What to do: Only a number is expected: how many lines in these records mention the word "question"?

Task data:
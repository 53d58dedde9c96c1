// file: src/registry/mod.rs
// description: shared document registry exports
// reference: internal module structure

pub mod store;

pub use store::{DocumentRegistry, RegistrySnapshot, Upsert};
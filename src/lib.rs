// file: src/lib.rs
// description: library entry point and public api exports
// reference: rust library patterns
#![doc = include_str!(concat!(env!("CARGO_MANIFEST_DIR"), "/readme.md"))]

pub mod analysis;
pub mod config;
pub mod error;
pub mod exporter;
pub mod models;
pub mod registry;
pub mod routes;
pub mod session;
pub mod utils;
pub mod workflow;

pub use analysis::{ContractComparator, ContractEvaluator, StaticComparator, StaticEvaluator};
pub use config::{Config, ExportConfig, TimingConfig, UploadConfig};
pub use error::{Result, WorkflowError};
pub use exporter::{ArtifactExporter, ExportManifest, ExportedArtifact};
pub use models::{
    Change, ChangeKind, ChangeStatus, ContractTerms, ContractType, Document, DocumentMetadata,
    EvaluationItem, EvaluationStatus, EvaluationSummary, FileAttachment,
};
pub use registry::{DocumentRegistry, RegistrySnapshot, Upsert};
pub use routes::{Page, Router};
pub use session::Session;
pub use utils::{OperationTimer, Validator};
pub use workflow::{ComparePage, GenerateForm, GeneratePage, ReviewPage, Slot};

...

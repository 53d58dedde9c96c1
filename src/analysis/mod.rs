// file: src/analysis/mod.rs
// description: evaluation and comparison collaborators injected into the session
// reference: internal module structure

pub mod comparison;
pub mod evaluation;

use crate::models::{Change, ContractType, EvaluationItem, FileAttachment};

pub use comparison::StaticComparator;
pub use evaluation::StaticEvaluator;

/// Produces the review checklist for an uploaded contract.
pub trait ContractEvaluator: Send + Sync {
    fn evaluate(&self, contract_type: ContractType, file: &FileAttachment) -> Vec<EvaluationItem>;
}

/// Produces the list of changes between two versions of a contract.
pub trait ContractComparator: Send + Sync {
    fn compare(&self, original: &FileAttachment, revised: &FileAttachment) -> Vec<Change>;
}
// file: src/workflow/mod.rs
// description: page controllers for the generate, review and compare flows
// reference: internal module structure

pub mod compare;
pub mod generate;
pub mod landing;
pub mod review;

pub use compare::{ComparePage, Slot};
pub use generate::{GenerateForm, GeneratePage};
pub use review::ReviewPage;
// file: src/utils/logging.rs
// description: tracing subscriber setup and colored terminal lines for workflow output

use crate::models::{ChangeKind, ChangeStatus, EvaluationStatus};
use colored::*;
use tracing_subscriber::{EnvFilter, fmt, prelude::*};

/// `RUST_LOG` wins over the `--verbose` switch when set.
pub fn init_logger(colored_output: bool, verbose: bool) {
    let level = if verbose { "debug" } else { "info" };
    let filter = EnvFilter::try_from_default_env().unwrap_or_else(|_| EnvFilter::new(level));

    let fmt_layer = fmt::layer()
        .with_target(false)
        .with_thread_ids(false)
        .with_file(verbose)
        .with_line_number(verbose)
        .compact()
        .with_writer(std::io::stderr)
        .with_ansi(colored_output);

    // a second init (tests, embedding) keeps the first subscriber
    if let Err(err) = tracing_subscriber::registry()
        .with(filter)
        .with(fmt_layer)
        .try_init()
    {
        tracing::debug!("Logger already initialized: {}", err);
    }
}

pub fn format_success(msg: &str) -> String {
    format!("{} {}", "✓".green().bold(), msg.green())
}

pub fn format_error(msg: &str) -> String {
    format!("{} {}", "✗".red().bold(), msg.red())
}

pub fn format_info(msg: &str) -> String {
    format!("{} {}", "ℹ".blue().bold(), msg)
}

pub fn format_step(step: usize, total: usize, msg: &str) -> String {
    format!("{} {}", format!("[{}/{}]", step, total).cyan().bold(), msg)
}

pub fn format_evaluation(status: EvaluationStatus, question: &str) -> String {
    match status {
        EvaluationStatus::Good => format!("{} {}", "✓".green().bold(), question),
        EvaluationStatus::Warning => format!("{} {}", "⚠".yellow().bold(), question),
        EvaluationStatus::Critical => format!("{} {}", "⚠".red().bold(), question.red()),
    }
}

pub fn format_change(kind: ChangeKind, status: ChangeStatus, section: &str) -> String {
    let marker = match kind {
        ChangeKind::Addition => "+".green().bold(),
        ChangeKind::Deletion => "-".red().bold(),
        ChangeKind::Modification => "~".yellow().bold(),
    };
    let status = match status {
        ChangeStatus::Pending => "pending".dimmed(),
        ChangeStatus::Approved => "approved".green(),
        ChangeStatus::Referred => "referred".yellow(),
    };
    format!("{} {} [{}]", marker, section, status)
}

Task result: 4